Convertir al planeta en un sitio invivible y sofocado era una de las obsesiones que alimentaba el determinismo persecutorio del nazismo alemán a lo que consideraba el arquetipo de la conspiración sionista universal. Eso del "arquetipo" era un aporte místico-teórico con aliento académico que le dio Karl Jung al pensamiento nazi, desde el psicoanálisis.  

Si se escuchan las últimas declaraciones y giros en política y apertura de frentes internacionales del presidente de Bolivia se entenderá la deriva que en ese plano tiene hoy un grueso segmento del área andina sudamericana. Pero no le pidan explicaciones al presidente de Bolivia sobre lo profundo del conflicto que se está abriendo paso, es demasiado ignorante al igual que sus homólogos de Caracas o Managua, como para que entiendan lo que pasa más allá de sus propias obsesiones y exclusiones ideológicas, propias del subdesarrollo.  

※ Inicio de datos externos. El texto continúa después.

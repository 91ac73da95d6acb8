//! Line-oriented parser for flowchart descriptions.

use super::ast::{Direction, Edge, EdgeStyle, Flowchart, Node, NodeShape, NodeStyle};
use crate::error::DiagramError;

/// Statements that are valid flowchart syntax but carry nothing we draw.
const IGNORED_KEYWORDS: &[&str] = &["subgraph", "end", "classDef", "class", "click", "linkStyle", "direction"];

/// Arrow patterns ordered longest-first to avoid prefix conflicts.
const ARROWS: &[(&str, EdgeStyle)] = &[
    ("-.->", EdgeStyle::Dotted),
    ("==>", EdgeStyle::Thick),
    ("-->", EdgeStyle::Solid),
    ("---", EdgeStyle::Open),
];

/// Node shape delimiters, ordered so `[(` is tried before `[`.
const SHAPES: &[(&str, &str, NodeShape)] = &[
    ("[(", ")]", NodeShape::Cylinder),
    ("[", "]", NodeShape::Rect),
    ("(", ")", NodeShape::Round),
    ("{", "}", NodeShape::Rhombus),
];

/// Parse flowchart description text into an AST.
///
/// Accepts text with or without the `flowchart` / `graph` header line; the
/// direction defaults to top-down. Unrecognized statements are skipped.
///
/// # Errors
///
/// Returns a [`DiagramError`] for malformed node shapes, edges without a
/// target, unsupported arrows or trailing text, unknown directions, or a
/// description without nodes.
pub fn parse(input: &str) -> Result<Flowchart, DiagramError> {
    let mut direction = Direction::default();
    let mut builder = Builder::default();
    let mut seen_statement = false;

    for (idx, raw) in input.lines().enumerate() {
        let line_no = idx + 1;
        let line = raw.trim();
        if line.is_empty() || line.starts_with("%%") {
            continue;
        }

        for statement in split_statements(line) {
            if !seen_statement {
                seen_statement = true;
                let header = strip_keyword(statement, "flowchart").or_else(|| strip_keyword(statement, "graph"));
                if let Some(rest) = header {
                    direction = parse_direction(rest)?;
                    continue;
                }
            }
            parse_statement(statement, line_no, &mut builder)?;
        }
    }

    builder.finish(direction)
}

/// Accumulates nodes in declaration order and edges as they appear.
#[derive(Default)]
struct Builder {
    nodes: Vec<Node>,
    edges: Vec<Edge>,
    styles: Vec<(String, NodeStyle)>,
}

impl Builder {
    /// Declare a node, or relabel it if this reference carries a shape.
    fn declare(&mut self, node: NodeRef) {
        if let Some(existing) = self.nodes.iter_mut().find(|n| n.id == node.id) {
            if let Some((label, caption, shape)) = node.shape {
                existing.label = label;
                existing.caption = caption;
                existing.shape = shape;
            }
            return;
        }
        let (label, caption, shape) = node
            .shape
            .unwrap_or_else(|| (node.id.clone(), None, NodeShape::default()));
        self.nodes.push(Node { id: node.id, label, caption, shape, style: None });
    }

    fn finish(mut self, direction: Direction) -> Result<Flowchart, DiagramError> {
        if self.nodes.is_empty() {
            return Err(DiagramError::Empty);
        }
        for (id, style) in self.styles {
            if let Some(node) = self.nodes.iter_mut().find(|n| n.id == id) {
                node.style = Some(style);
            }
        }
        Ok(Flowchart { direction, nodes: self.nodes, edges: self.edges })
    }
}

/// A node reference inside a statement: an id plus optional shape/label.
struct NodeRef {
    id: String,
    shape: Option<(String, Option<String>, NodeShape)>,
}

fn parse_statement(statement: &str, line_no: usize, builder: &mut Builder) -> Result<(), DiagramError> {
    if let Some(rest) = strip_keyword(statement, "style") {
        if let Some((id, style)) = parse_style(rest) {
            builder.styles.push((id, style));
        }
        return Ok(());
    }
    if IGNORED_KEYWORDS.iter().any(|kw| strip_keyword(statement, kw).is_some()) {
        return Ok(());
    }

    let Some((first, mut rest)) = parse_node_ref(statement, line_no, statement)? else {
        // Not a node statement; skip.
        return Ok(());
    };
    let mut prev = first.id.clone();
    builder.declare(first);

    loop {
        rest = rest.trim_start();
        if rest.is_empty() {
            break;
        }
        let Some((style, after_arrow)) = try_arrow(rest) else {
            return Err(DiagramError::TrailingText {
                line: line_no,
                text: statement.to_owned(),
                rest: rest.to_owned(),
            });
        };
        let after_arrow = after_arrow.trim_start();

        let (label, after_label) = if let Some(inner) = after_arrow.strip_prefix('|') {
            let end = inner.find('|').ok_or_else(|| DiagramError::UnterminatedLabel {
                line: line_no,
                text: statement.to_owned(),
            })?;
            let label = inner[..end].trim();
            let label = (!label.is_empty()).then(|| label.to_owned());
            (label, inner[end + 1..].trim_start())
        } else {
            (None, after_arrow)
        };

        let Some((target, after_target)) = parse_node_ref(after_label, line_no, statement)? else {
            return Err(DiagramError::DanglingEdge { line: line_no, text: statement.to_owned() });
        };

        let to = target.id.clone();
        builder.declare(target);
        builder.edges.push(Edge { from: prev, to: to.clone(), label, style });
        prev = to;
        rest = after_target;
    }

    Ok(())
}

/// Parse `Id`, `Id[Label]`, `Id(Label)`, `Id[(Label)]` or `Id{Label}` at the
/// start of `input`, returning the remainder. `None` if no id is present.
fn parse_node_ref<'a>(input: &'a str, line_no: usize, statement: &str) -> Result<Option<(NodeRef, &'a str)>, DiagramError> {
    let id_len = input
        .find(|c: char| !(c.is_ascii_alphanumeric() || c == '_'))
        .unwrap_or(input.len());
    if id_len == 0 {
        return Ok(None);
    }
    let id = input[..id_len].to_owned();
    let rest = &input[id_len..];

    for &(open, close, shape) in SHAPES {
        if let Some(body) = rest.strip_prefix(open) {
            let end = body.find(close).ok_or_else(|| DiagramError::UnterminatedShape {
                line: line_no,
                text: statement.to_owned(),
            })?;
            let (label, caption) = split_caption(unquote(body[..end].trim()));
            let node = NodeRef { id, shape: Some((label, caption, shape)) };
            return Ok(Some((node, &body[end + close.len()..])));
        }
    }

    Ok(Some((NodeRef { id, shape: None }, rest)))
}

fn try_arrow(input: &str) -> Option<(EdgeStyle, &str)> {
    ARROWS
        .iter()
        .find_map(|&(pattern, style)| input.strip_prefix(pattern).map(|rest| (style, rest)))
}

/// Parse `Id fill:#fff,stroke:#000,stroke-width:2px`. Unknown properties are ignored.
fn parse_style(rest: &str) -> Option<(String, NodeStyle)> {
    let (id, props) = rest.split_once(char::is_whitespace)?;
    let mut style = NodeStyle::default();
    for prop in props.split(',') {
        let Some((key, value)) = prop.split_once(':') else {
            continue;
        };
        match key.trim() {
            "fill" => style.fill = Some(value.trim().to_owned()),
            "stroke" => style.stroke = Some(value.trim().to_owned()),
            _ => {}
        }
    }
    Some((id.trim().to_owned(), style))
}

fn parse_direction(raw: &str) -> Result<Direction, DiagramError> {
    match raw.trim().to_ascii_uppercase().as_str() {
        "" | "TD" | "TB" => Ok(Direction::TopDown),
        "BT" => Ok(Direction::BottomUp),
        "LR" => Ok(Direction::LeftRight),
        "RL" => Ok(Direction::RightLeft),
        other => Err(DiagramError::UnknownDirection(other.to_owned())),
    }
}

/// Split a line on `;` outside of brackets and edge labels.
fn split_statements(line: &str) -> Vec<&str> {
    let mut statements = Vec::new();
    let mut depth: usize = 0;
    let mut in_label = false;
    let mut start = 0;
    for (i, c) in line.char_indices() {
        match c {
            '[' | '(' | '{' if !in_label => depth += 1,
            ']' | ')' | '}' if !in_label => depth = depth.saturating_sub(1),
            '|' if depth == 0 => in_label = !in_label,
            ';' if depth == 0 && !in_label => {
                statements.push(line[start..i].trim());
                start = i + 1;
            }
            _ => {}
        }
    }
    statements.push(line[start..].trim());
    statements.retain(|s| !s.is_empty());
    statements
}

/// Split `Title<br/>caption` into a title and an optional caption.
fn split_caption(label: &str) -> (String, Option<String>) {
    for br in ["<br/>", "<br />", "<br>"] {
        if let Some((title, caption)) = label.split_once(br) {
            let caption = caption.trim();
            return (title.trim().to_owned(), (!caption.is_empty()).then(|| caption.to_owned()));
        }
    }
    (label.to_owned(), None)
}

fn unquote(label: &str) -> &str {
    label
        .strip_prefix('"')
        .and_then(|l| l.strip_suffix('"'))
        .unwrap_or(label)
}

/// Strip a keyword prefix (case-insensitive) and return the rest.
fn strip_keyword<'a>(line: &'a str, keyword: &str) -> Option<&'a str> {
    let head = line.get(..keyword.len())?;
    if head.eq_ignore_ascii_case(keyword) {
        let rest = &line[keyword.len()..];
        if rest.is_empty() || rest.starts_with(char::is_whitespace) {
            return Some(rest.trim());
        }
    }
    None
}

Al margen de las diatribas mesiánicas de las usinas latinoamericanas, se encuentran hilos de continudad en el sustrato intrarreligioso que fue detonante de la Segunda Guerra Mundial y enfrentó a Alemania y al Japón contra el resto del mundo. La posición alemana sobre todo, se consideró en su momento una "rebelión contra la razón". Tan secretamente religioso como fue, en lo simbólico, el encierro solitario de Rudolf Hess en Spandau, y la llamativa satanización del enemigo vencido en forma de acrítico aislamiento de ese "golem" que fue el nacional-socialismo alemán. 

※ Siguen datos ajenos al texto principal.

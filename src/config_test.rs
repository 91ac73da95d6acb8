use super::*;

use std::sync::{Mutex, MutexGuard, PoisonError};

static ENV_LOCK: Mutex<()> = Mutex::new(());

fn lock_env() -> MutexGuard<'static, ()> {
    ENV_LOCK.lock().unwrap_or_else(PoisonError::into_inner)
}

/// # Safety
/// Callers hold [`lock_env`] so no other test touches the environment.
unsafe fn clear_server_env() {
    unsafe {
        std::env::remove_var("PORT");
        std::env::remove_var("BIND_ADDR");
    }
}

#[test]
fn from_env_defaults() {
    let _guard = lock_env();
    unsafe { clear_server_env() };

    let cfg = ServerConfig::from_env().unwrap();
    assert_eq!(cfg.port, DEFAULT_PORT);
    assert_eq!(cfg.bind_addr, DEFAULT_BIND_ADDR);
    assert_eq!(cfg.socket_addr().to_string(), "0.0.0.0:3000");
}

#[test]
fn from_env_parses_overrides() {
    let _guard = lock_env();
    unsafe {
        clear_server_env();
        std::env::set_var("PORT", "8080");
        std::env::set_var("BIND_ADDR", "127.0.0.1");
    }

    let cfg = ServerConfig::from_env().unwrap();
    assert_eq!(cfg.socket_addr().to_string(), "127.0.0.1:8080");

    unsafe { clear_server_env() };
}

#[test]
fn from_env_rejects_bad_port() {
    let _guard = lock_env();
    unsafe {
        clear_server_env();
        std::env::set_var("PORT", "http");
    }

    let err = ServerConfig::from_env().unwrap_err().to_string();
    assert!(err.contains("invalid PORT"));

    unsafe { clear_server_env() };
}

#[test]
fn from_env_rejects_bad_bind_addr() {
    let _guard = lock_env();
    unsafe {
        clear_server_env();
        std::env::set_var("BIND_ADDR", "localhost:80");
    }

    let err = ServerConfig::from_env().unwrap_err().to_string();
    assert!(err.contains("invalid BIND_ADDR"));

    unsafe { clear_server_env() };
}
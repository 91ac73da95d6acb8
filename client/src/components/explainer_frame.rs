//! Page chrome shared by the explainer pages.

use leptos::prelude::*;

/// Header with the page title and a link back to the index.
#[component]
pub fn ExplainerFrame(title: &'static str, children: Children) -> impl IntoView {
    view! {
        <div class="explainer">
            <header class="explainer__header">
                <a class="explainer__back" href="/">
                    "All explainers"
                </a>
                <h1 class="explainer__title">{title}</h1>
            </header>
            <div class="explainer__body">{children()}</div>
        </div>
    }
}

La Ahnenerbe fue la concepción religiosa patrocionada por las S.S. -esas formaciones de monjes guerreros, de negro hasta los pies vestidos, y con calaveras en sus uniformes y emblemas para señalar su condición de "novios de la muerte"- que pretendió impugnar a la abstracción profunda de la Modernidad. Hoy parecen ser iguales impugnadores los émulos del llamado socialismo del siglo XXI y el indigenismo a ultranza que se buscará agitar en su dimensión apocalíptica y radical. En ese sentido, la parábola de Sendero Luminoso sólo fue un anuncio bautista de lo que puede venir.   

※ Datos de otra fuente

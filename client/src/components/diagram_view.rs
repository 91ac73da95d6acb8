//! SVG rendering of a laid-out diagram.
//!
//! DESIGN
//! ======
//! Nodes carry their tag in `data-node` rather than an element id, so the same
//! tag may appear in several diagrams on one page. When `on_select` is given,
//! every node is focusable and activates on click, Enter or Space; otherwise
//! the diagram is purely decorative.

use content::diagram::ast::NodeShape;
use content::diagram::{Layout, PlacedEdge, PlacedNode};
use leptos::prelude::*;

use crate::util::panel_view::is_activation_key;
use crate::util::svg;

/// Draw `layout` as an inline SVG.
#[component]
pub fn DiagramView(
    layout: Layout,
    /// Prefix for ids inside the SVG, unique per page.
    #[prop(into)]
    scope: String,
    /// Tag of the highlighted node, if any.
    #[prop(into)]
    active: Signal<Option<&'static str>>,
    #[prop(optional)] on_select: Option<Callback<String>>,
) -> impl IntoView {
    let marker_id = svg::marker_id(&scope);
    let marker_url = svg::marker_url(&scope);
    let view_box = layout.view_box();

    let edges = layout
        .edges
        .into_iter()
        .map(|edge| render_edge(edge, &marker_url))
        .collect::<Vec<_>>();
    let nodes = layout
        .nodes
        .into_iter()
        .map(|node| render_node(node, active, on_select))
        .collect::<Vec<_>>();

    view! {
        <svg class="diagram" viewBox=view_box preserveAspectRatio="xMidYMid meet" role="img">
            <defs>
                <marker
                    id=marker_id
                    viewBox="0 0 10 10"
                    refX="9"
                    refY="5"
                    markerWidth="8"
                    markerHeight="8"
                    orient="auto-start-reverse"
                >
                    <path class="svg-arrowhead" d="M0,0 L10,5 L0,10 Z"></path>
                </marker>
            </defs>
            <g class="svg-edges">{edges}</g>
            <g class="svg-nodes">{nodes}</g>
        </svg>
    }
}

fn render_edge(edge: PlacedEdge, marker_url: &str) -> AnyView {
    let marker_end = edge.style.has_arrowhead().then(|| marker_url.to_owned());
    let label = edge.label.clone().zip(edge.label_at).map(|(text, at)| {
        view! {
            <text class="svg-edge__label" x=at.x y=at.y text-anchor="middle">
                {text}
            </text>
        }
    });

    view! {
        <path
            class="svg-edge"
            d=edge.path_data()
            fill="none"
            stroke-width=svg::stroke_width(edge.style)
            stroke-dasharray=svg::dash_array(edge.style)
            marker-end=marker_end
        ></path>
        {label}
    }
    .into_any()
}

fn render_node(node: PlacedNode, active: Signal<Option<&'static str>>, on_select: Option<Callback<String>>) -> AnyView {
    let (label_y, caption_y) = svg::text_rows(&node);
    let center_x = node.center().x;
    let outline = render_outline(&node);
    let caption = node.caption.clone().zip(caption_y).map(|(text, y)| {
        view! {
            <text class="svg-node__caption" x=center_x y=y text-anchor="middle" dominant-baseline="middle">
                {text}
            </text>
        }
    });

    let interactive = on_select.is_some();
    let is_active = {
        let id = node.id.clone();
        move || active.get() == Some(id.as_str())
    };
    let select = {
        let id = node.id.clone();
        move || {
            if let Some(on_select) = on_select {
                on_select.run(id.clone());
            }
        }
    };
    let select_on_key = select.clone();

    view! {
        <g
            class="svg-node"
            class:svg-node--interactive=interactive
            class:svg-node--active=is_active
            attr:data-node=node.id.clone()
            tabindex=interactive.then_some("0")
            role=interactive.then_some("button")
            aria-label=interactive.then(|| node.label.clone())
            on:click=move |_ev: leptos::ev::MouseEvent| select()
            on:keydown=move |ev: leptos::ev::KeyboardEvent| {
                if interactive && is_activation_key(&ev.key()) {
                    ev.prevent_default();
                    select_on_key();
                }
            }
        >
            {outline}
            <text class="svg-node__label" x=center_x y=label_y text-anchor="middle" dominant-baseline="middle">
                {node.label.clone()}
            </text>
            {caption}
        </g>
    }
    .into_any()
}

fn render_outline(node: &PlacedNode) -> AnyView {
    let fill = node.fill.clone();
    let stroke = node.stroke.clone();
    match node.shape {
        NodeShape::Rect | NodeShape::Round => {
            let radius = svg::corner_radius(node);
            view! {
                <rect
                    class="svg-node__shape"
                    x=node.x
                    y=node.y
                    width=node.width
                    height=node.height
                    rx=radius
                    ry=radius
                    fill=fill
                    stroke=stroke
                ></rect>
            }
            .into_any()
        }
        NodeShape::Cylinder => {
            view! { <path class="svg-node__shape" d=svg::cylinder_path(node) fill=fill stroke=stroke></path> }.into_any()
        }
        NodeShape::Rhombus => {
            view! { <polygon class="svg-node__shape" points=svg::rhombus_points(node) fill=fill stroke=stroke></polygon> }
                .into_any()
        }
    }
}
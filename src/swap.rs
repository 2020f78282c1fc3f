//! XOR-swap.
//!
//! XOR-swapping a location with itself zeroes it (`a ^= a`), so every entry
//! point here short-circuits when both operands denote the same storage.

use crate::error::BitError;

/// Exchanges `*x` and `*y` in place.
///
/// Leaves the value untouched when both references point at the same byte.
#[inline]
pub fn swap(x: &mut u8, y: &mut u8) {
    if std::ptr::eq(&*x, &*y) {
        return;
    }

    *x ^= *y;
    *y ^= *x;
    *x ^= *y;
}

/// Exchanges `bytes[i]` and `bytes[j]` in place.
///
/// `i == j` is the aliasing case and is a no-op.
///
/// # Errors
///
/// [`BitError::IndexOutOfBounds`] if either index is past the end of
/// `bytes`. The slice is not modified in that case.
pub fn swap_at(bytes: &mut [u8], i: usize, j: usize) -> Result<(), BitError> {
    let len = bytes.len();

    for index in [i, j] {
        if index >= len {
            log::debug!("rejected swap index {index} for slice of length {len}");

            return Err(BitError::IndexOutOfBounds { index, len });
        }
    }

    if i == j {
        return Ok(());
    }

    let (lo, hi) = if i < j { (i, j) } else { (j, i) };
    let (head, tail) = bytes.split_at_mut(hi);

    swap(&mut head[lo], &mut tail[0]);

    Ok(())
}

/// Returns `(y, x)` computed with XOR only.
#[inline]
pub fn swap_values(mut x: u8, mut y: u8) -> (u8, u8) {
    x ^= y;
    y ^= x;
    x ^= y;

    (x, y)
}
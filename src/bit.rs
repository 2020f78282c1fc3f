//! Single-bit operations.
//!
//! Positions are 0-indexed from the least significant bit. Every function
//! taking a position validates it against the operand width and returns
//! [`BitError::PositionOutOfRange`] rather than shifting out of range.

use crate::error::{BitError, check_position};

/// Sets bit `p` of `x` to 1.
#[inline]
pub fn set_bit(x: u8, p: u8) -> Result<u8, BitError> {
    check_position(p, u8::BITS as u8)?;

    Ok(x | (1 << p))
}

/// Clears bit `p` of `x` to 0.
#[inline]
pub fn clear_bit(x: u8, p: u8) -> Result<u8, BitError> {
    check_position(p, u8::BITS as u8)?;

    Ok(x & !(1 << p))
}

/// Flips bit `p` of `x`.
#[inline]
pub fn toggle_bit(x: u8, p: u8) -> Result<u8, BitError> {
    check_position(p, u8::BITS as u8)?;

    Ok(x ^ (1 << p))
}

/// Returns 1 if bit `p` of `x` is set, 0 otherwise.
#[inline]
pub fn get_bit_status(x: u8, p: u8) -> Result<u8, BitError> {
    check_position(p, u8::BITS as u8)?;

    Ok((x >> p) & 1)
}

#[inline]
pub fn is_even(x: u8) -> bool {
    x & 1 == 0
}

/// Tests bit `n` of a 32-bit word.
///
/// # Errors
///
/// [`BitError::PositionOutOfRange`] with `width: 32` when `n >= 32`.
#[inline]
pub fn is_nth_bit_on(x: u32, n: u8) -> Result<bool, BitError> {
    check_position(n, u32::BITS as u8)?;

    Ok(x & (1u32 << n) != 0)
}
use bitkit::{add, count_set_bits, find_msb, little_to_big_endian, multiply_by_n, set_bits};

use criterion::{Criterion, criterion_group, criterion_main};
use std::hint::black_box;

pub fn bench_bitops(c: &mut Criterion) {
    c.bench_function("count_set_bits 256", |b| {
        b.iter(|| (0..=u8::MAX).map(|x| count_set_bits(black_box(x)) as u32).sum::<u32>())
    });

    c.bench_function("find_msb 256", |b| {
        b.iter(|| (0..=u8::MAX).map(|x| find_msb(black_box(x)) as u32).sum::<u32>())
    });

    c.bench_function("add i8", |b| b.iter(|| add(black_box(-77), black_box(113))));

    c.bench_function("multiply_by_n", |b| {
        b.iter(|| multiply_by_n(black_box(0xB7), black_box(0xFF)))
    });

    c.bench_function("little_to_big_endian", |b| {
        b.iter(|| little_to_big_endian(black_box(0x1234_5678)))
    });

    c.bench_function("set_bits", |b| {
        b.iter(|| set_bits(black_box(0xAA), black_box(5), black_box(3), black_box(0b101)))
    });
}

criterion_group!(benches, bench_bitops);
criterion_main!(benches);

Aislamiento absoluto, hasta la muerte de Hess, y aplanadora sobre el sitio de reclusión hasta la sepultura del condenado: algo parecido a la sal sobre el campo que habitó el enemigo, tal como hacían los romanos, o el entierro boca abajo y con cal encima para los traidores -los que contravenían la rueda de la evolución- de los guerreros sajones. La historia es caprichosa, pero lo que ocurre con Irán tiene su proyección en América Latina -podría decirse también mágica- incluso si lo ignoran todavía sus minusválidos y peligrosos operadores políticos, vociferantes y termocéfalos. 

No en vano una de las banderas iniciales del chavismo -de la mano del ideólogo Norberto Cerezole- fue: "un caudillo, un pueblo, una nación", aunque a veces en la triada podría agregarse "un ejército" o "una milicia". La evocación es clara y manifiesta. Se trata del equivalente de la siguiente proclama: Ein Reich, Ein Volk, Ein Führer !, del nacionalsocialismo alemán en sus mejores tiempos. Eso no es casual, como tampoco lo es el señalamiento constante de Chávez en su condena a Israel. 

La volatilidad política de la región andina, la inestabilidad jurídica junto con la politización de la justicia y su baja credibilidad, la disminución del margen de juego democrático por la vía de la desaparición o el debilitamiento de los equilibrios tradicionales de las democracias sanas que incluyen las vocaciones reeleccionistas y el avance del atávico caudillismo latinoamericano, son un bocado para que los halcones de los Estados Unidos invoquen el riesgo presente y futuro en la región latinoamericana para su seguridad interna y su hegemonía internacional.  

No importa que hoy los frentes de atención para los Estados Unidos estén en el Asia y el Medio Oriente. Es que las condiciones del tensión del Oriente cercano comienzan proyectarse en alianzas de riesgo para la región. La memoria no puede ser tan frágil como para olvidar el atentado contra la comunidad judía de la AMIA, en Buenos Aires. Pocos saben que uno de los presuntos responsables de esa acción de terror, un diplomático iraní de primer rango, tenía previsto su traslado a la embajada de Irán en Bogotá, después del explosivo operativo de terror en la capital argentina, hace más de tres lustros (aresprensa.com).